DATA SHOWN below:
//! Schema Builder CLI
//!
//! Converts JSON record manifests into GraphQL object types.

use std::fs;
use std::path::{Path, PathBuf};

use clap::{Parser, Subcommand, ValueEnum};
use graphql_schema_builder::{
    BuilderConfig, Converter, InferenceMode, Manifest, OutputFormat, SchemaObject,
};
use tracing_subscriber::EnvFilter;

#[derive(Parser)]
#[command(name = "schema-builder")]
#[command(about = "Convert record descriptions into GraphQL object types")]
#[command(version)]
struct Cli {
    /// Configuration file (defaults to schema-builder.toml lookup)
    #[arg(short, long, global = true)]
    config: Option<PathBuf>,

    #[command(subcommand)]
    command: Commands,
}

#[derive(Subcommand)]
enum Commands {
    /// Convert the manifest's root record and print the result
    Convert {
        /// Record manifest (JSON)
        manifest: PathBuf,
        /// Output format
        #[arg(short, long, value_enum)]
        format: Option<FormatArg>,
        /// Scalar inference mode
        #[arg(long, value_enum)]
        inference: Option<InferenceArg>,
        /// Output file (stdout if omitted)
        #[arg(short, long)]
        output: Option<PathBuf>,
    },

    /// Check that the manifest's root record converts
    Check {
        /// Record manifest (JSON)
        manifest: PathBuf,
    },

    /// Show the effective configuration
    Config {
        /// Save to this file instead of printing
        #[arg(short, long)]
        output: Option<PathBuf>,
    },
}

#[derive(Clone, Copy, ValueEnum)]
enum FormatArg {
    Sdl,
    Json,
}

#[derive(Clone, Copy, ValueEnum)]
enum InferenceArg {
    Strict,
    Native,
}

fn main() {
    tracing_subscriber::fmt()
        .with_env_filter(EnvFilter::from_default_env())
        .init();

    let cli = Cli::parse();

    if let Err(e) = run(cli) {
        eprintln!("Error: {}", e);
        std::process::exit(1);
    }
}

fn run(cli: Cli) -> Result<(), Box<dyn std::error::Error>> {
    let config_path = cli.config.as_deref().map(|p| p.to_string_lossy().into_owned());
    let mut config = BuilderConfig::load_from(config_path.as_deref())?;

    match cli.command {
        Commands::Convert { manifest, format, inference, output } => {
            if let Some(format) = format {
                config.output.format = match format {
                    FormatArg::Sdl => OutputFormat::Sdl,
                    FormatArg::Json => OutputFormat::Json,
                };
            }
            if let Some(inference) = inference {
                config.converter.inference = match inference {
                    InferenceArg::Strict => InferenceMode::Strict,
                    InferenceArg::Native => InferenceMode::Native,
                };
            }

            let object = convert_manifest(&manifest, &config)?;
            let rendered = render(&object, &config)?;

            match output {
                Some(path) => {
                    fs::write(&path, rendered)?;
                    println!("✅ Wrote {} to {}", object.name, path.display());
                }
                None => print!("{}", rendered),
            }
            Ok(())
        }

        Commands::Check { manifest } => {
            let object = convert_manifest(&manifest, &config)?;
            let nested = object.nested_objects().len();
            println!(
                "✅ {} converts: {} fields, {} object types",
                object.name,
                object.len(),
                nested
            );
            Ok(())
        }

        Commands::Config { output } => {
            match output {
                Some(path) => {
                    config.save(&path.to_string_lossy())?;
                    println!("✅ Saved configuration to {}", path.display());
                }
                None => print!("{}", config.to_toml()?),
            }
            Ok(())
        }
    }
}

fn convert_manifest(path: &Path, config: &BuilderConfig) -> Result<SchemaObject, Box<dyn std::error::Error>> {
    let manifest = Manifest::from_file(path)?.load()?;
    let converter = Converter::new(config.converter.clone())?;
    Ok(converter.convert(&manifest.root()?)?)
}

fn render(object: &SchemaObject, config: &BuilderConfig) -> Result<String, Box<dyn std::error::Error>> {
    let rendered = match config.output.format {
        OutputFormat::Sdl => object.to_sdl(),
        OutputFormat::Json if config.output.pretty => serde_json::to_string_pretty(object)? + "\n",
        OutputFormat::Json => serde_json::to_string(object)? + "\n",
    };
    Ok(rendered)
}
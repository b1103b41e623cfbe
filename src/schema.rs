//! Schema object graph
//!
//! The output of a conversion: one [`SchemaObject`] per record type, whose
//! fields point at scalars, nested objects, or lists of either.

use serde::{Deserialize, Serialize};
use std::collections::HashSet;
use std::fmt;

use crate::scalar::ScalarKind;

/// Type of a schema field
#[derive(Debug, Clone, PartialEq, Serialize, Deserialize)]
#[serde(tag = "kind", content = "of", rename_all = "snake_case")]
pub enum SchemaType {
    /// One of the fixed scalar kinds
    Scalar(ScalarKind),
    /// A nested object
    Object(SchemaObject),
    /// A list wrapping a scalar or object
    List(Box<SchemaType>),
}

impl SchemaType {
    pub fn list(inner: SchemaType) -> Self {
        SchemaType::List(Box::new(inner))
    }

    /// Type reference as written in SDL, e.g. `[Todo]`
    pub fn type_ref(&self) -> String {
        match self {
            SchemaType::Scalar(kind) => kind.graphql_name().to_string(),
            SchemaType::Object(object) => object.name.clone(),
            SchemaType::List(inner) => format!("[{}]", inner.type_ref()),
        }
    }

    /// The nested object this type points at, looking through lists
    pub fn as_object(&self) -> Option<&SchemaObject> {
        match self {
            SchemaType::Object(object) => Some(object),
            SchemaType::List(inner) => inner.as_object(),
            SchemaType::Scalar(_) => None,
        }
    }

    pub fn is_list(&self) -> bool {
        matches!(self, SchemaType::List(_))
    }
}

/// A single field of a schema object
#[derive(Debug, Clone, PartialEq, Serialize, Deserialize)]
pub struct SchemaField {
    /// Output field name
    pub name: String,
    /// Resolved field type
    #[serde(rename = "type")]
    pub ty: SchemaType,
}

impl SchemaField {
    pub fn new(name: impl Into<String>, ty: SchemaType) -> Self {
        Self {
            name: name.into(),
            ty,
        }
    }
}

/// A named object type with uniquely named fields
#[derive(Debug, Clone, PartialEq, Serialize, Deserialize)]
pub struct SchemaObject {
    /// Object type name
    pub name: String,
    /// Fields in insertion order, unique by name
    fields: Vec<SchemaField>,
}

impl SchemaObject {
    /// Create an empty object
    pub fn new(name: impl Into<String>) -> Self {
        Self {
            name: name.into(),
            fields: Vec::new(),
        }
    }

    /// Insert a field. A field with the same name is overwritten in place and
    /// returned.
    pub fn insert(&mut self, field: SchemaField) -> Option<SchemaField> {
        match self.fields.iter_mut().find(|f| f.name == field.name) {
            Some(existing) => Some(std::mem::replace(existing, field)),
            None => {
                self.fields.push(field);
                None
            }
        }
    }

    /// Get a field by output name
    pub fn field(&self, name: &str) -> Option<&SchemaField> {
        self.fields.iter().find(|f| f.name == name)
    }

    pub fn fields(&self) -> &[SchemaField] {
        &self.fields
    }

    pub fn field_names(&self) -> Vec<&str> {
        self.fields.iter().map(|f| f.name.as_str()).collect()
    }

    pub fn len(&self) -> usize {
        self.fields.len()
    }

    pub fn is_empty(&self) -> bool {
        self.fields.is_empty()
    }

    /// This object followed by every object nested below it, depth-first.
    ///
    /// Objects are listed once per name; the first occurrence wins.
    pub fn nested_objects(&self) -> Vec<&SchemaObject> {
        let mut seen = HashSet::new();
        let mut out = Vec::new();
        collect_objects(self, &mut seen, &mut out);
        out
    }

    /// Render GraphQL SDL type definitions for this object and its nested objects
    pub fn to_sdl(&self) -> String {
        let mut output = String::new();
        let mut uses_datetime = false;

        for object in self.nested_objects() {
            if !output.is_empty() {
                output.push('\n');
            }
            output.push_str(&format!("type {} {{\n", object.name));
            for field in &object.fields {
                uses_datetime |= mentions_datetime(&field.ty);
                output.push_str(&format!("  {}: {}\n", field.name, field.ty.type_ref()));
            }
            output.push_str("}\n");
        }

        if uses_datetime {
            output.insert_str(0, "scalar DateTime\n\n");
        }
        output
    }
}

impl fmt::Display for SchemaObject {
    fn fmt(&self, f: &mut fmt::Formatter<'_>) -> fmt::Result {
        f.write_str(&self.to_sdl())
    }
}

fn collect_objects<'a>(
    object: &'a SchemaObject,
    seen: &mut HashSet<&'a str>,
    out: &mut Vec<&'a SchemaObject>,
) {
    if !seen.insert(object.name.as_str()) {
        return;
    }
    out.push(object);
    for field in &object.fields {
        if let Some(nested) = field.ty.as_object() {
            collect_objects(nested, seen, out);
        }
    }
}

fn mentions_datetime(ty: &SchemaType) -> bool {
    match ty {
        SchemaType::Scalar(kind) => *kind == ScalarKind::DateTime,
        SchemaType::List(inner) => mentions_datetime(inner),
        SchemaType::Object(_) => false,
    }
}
End of DATA SHOWN.
- PROBLEM TO SOLVE: Give back exactly the lines of the listing above, starting with its first line and ending with the line that holds "config.output.format = match".

- YOUR SOLUTION:
//! Schema Builder CLI
//!
//! Converts JSON record manifests into GraphQL object types.

use std::fs;
use std::path::{Path, PathBuf};

use clap::{Parser, Subcommand, ValueEnum};
use graphql_schema_builder::{
    BuilderConfig, Converter, InferenceMode, Manifest, OutputFormat, SchemaObject,
};
use tracing_subscriber::EnvFilter;

#[derive(Parser)]
#[command(name = "schema-builder")]
#[command(about = "Convert record descriptions into GraphQL object types")]
#[command(version)]
struct Cli {
    /// Configuration file (defaults to schema-builder.toml lookup)
    #[arg(short, long, global = true)]
    config: Option<PathBuf>,

    #[command(subcommand)]
    command: Commands,
}

#[derive(Subcommand)]
enum Commands {
    /// Convert the manifest's root record and print the result
    Convert {
        /// Record manifest (JSON)
        manifest: PathBuf,
        /// Output format
        #[arg(short, long, value_enum)]
        format: Option<FormatArg>,
        /// Scalar inference mode
        #[arg(long, value_enum)]
        inference: Option<InferenceArg>,
        /// Output file (stdout if omitted)
        #[arg(short, long)]
        output: Option<PathBuf>,
    },

    /// Check that the manifest's root record converts
    Check {
        /// Record manifest (JSON)
        manifest: PathBuf,
    },

    /// Show the effective configuration
    Config {
        /// Save to this file instead of printing
        #[arg(short, long)]
        output: Option<PathBuf>,
    },
}

#[derive(Clone, Copy, ValueEnum)]
enum FormatArg {
    Sdl,
    Json,
}

#[derive(Clone, Copy, ValueEnum)]
enum InferenceArg {
    Strict,
    Native,
}

fn main() {
    tracing_subscriber::fmt()
        .with_env_filter(EnvFilter::from_default_env())
        .init();

    let cli = Cli::parse();

    if let Err(e) = run(cli) {
        eprintln!("Error: {}", e);
        std::process::exit(1);
    }
}

fn run(cli: Cli) -> Result<(), Box<dyn std::error::Error>> {
    let config_path = cli.config.as_deref().map(|p| p.to_string_lossy().into_owned());
    let mut config = BuilderConfig::load_from(config_path.as_deref())?;

    match cli.command {
        Commands::Convert { manifest, format, inference, output } => {
            if let Some(format) = format {
                config.output.format = match format {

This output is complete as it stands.